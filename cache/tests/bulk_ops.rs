mod common;

use common::*;
use pretty_assertions::assert_eq;
use serde_json::json;

#[test]
fn test_bulk_insert_keeps_last_entries_by_insertion_order() {
  let (cache, _) = build_test_cache(3);
  assert!(cache.add_many_event_details(&events(&["1", "2", "3", "4", "5"])));
  assert_eq!(recency(&cache), vec!["3", "4", "5"]);
}

#[test]
fn test_bulk_insert_far_over_capacity() {
  let (cache, _) = build_test_cache(200);
  let batch = numbered_events(500);
  assert!(cache.add_many_event_details(&batch));

  let snapshot = cache.details_cache();
  assert_eq!(snapshot.len(), 200);
  assert!(snapshot.is_consistent());

  let expected: Vec<String> = (300..500).map(|i| format!("e{i}")).collect();
  assert_eq!(snapshot.ids_by_recency(), expected);
  assert_eq!(cache.metrics().evicted_by_capacity, 300);
}

#[test]
fn test_bulk_eviction_is_global_across_existing_entries() {
  let (cache, _) = build_test_cache(4);
  cache.add_many_event_details(&events(&["old1", "old2", "old3"]));
  cache.get_event_details("old1");

  // old2 and old3 are now the least recent; the batch pushes them out.
  cache.add_many_event_details(&events(&["new1", "new2", "new3"]));
  assert_eq!(recency(&cache), vec!["old1", "new1", "new2", "new3"]);
}

#[test]
fn test_bulk_insert_with_duplicate_ids_keeps_last_occurrence() {
  let (cache, _) = build_test_cache(5);
  let batch = vec![
    event_with_payload("A", json!({ "action": "first" })),
    event("B"),
    event_with_payload("A", json!({ "action": "second" })),
  ];
  assert!(cache.add_many_event_details(&batch));

  let snapshot = cache.details_cache();
  assert_eq!(snapshot.ids_by_recency(), vec!["B", "A"]);
  assert_eq!(snapshot.get("A").unwrap().payload, json!({ "action": "second" }));

  let metrics = cache.metrics();
  assert_eq!(metrics.inserts, 2);
  assert_eq!(metrics.updates, 1);
}

#[test]
fn test_empty_batch_still_persists() {
  let (cache, clock) = build_test_cache(5);
  assert!(!cache.storage().contains_key(feed_cache::DETAILS_CACHE_KEY));

  clock.set(9);
  assert!(cache.add_many_event_details(&[]));
  assert!(cache.storage().contains_key(feed_cache::DETAILS_CACHE_KEY));
  assert_eq!(cache.details_cache().last_fetched(), 9);
}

* * *

**Task goal**: Repeat all the entries exactly as given.

**Written reply**:
filename cache/tests/bulk_ops.rs
mod common;

use common::*;
use pretty_assertions::assert_eq;
use serde_json::json;

#[test]
fn test_bulk_insert_keeps_last_entries_by_insertion_order() {
  let (cache, _) = build_test_cache(3);
  assert!(cache.add_many_event_details(&events(&["1", "2", "3", "4", "5"])));
  assert_eq!(recency(&cache), vec!["3", "4", "5"]);
}

#[test]
fn test_bulk_insert_far_over_capacity() {
  let (cache, _) = build_test_cache(200);
  let batch = numbered_events(500);
  assert!(cache.add_many_event_details(&batch));

  let snapshot = cache.details_cache();
  assert_eq!(snapshot.len(), 200);
  assert!(snapshot.is_consistent());

  let expected: Vec<String> = (300..500).map(|i| format!("e{i}")).collect();
  assert_eq!(snapshot.ids_by_recency(), expected);
  assert_eq!(cache.metrics().evicted_by_capacity, 300);
}

#[test]
fn test_bulk_eviction_is_global_across_existing_entries() {
  let (cache, _) = build_test_cache(4);
  cache.add_many_event_details(&events(&["old1", "old2", "old3"]));
  cache.get_event_details("old1");

  // old2 and old3 are now the least recent; the batch pushes them out.
  cache.add_many_event_details(&events(&["new1", "new2", "new3"]));
  assert_eq!(recency(&cache), vec!["old1", "new1", "new2", "new3"]);
}

#[test]
fn test_bulk_insert_with_duplicate_ids_keeps_last_occurrence() {
  let (cache, _) = build_test_cache(5);
  let batch = vec![
    event_with_payload("A", json!({ "action": "first" })),
    event("B"),
    event_with_payload("A", json!({ "action": "second" })),
  ];
  assert!(cache.add_many_event_details(&batch));

  let snapshot = cache.details_cache();
  assert_eq!(snapshot.ids_by_recency(), vec!["B", "A"]);
  assert_eq!(snapshot.get("A").unwrap().payload, json!({ "action": "second" }));

  let metrics = cache.metrics();
  assert_eq!(metrics.inserts, 2);
  assert_eq!(metrics.updates, 1);
}

#[test]
fn test_empty_batch_still_persists() {
  let (cache, clock) = build_test_cache(5);
  assert!(!cache.storage().contains_key(feed_cache::DETAILS_CACHE_KEY));

  clock.set(9);
  assert!(cache.add_many_event_details(&[]));
  assert!(cache.storage().contains_key(feed_cache::DETAILS_CACHE_KEY));
  assert_eq!(cache.details_cache().last_fetched(), 9);
}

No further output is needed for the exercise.